About this task: What lines in the material hold the string "reference"? Copy out each of them.

Exercise input:
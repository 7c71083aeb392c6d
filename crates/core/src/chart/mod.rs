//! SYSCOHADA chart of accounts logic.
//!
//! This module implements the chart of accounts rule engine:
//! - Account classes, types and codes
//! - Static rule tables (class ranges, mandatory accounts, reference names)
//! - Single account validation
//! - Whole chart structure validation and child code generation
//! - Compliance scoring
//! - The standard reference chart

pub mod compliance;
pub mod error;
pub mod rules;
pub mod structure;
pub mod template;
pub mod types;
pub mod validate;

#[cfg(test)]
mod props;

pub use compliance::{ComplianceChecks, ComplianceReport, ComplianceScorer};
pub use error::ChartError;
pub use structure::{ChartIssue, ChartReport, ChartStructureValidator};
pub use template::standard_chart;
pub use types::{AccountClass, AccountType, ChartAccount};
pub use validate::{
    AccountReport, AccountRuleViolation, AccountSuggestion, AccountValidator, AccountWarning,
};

==

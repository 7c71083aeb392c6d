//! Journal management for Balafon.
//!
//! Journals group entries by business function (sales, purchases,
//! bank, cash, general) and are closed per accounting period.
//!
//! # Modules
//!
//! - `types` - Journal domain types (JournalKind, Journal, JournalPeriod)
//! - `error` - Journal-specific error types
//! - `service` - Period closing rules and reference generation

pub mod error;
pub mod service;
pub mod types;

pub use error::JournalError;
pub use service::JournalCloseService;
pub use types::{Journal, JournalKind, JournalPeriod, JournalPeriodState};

Task output:
//! - Static rule tables (class ranges, mandatory accounts, reference names)
//! - The standard reference chart
//! - `service` - Period closing rules and reference generation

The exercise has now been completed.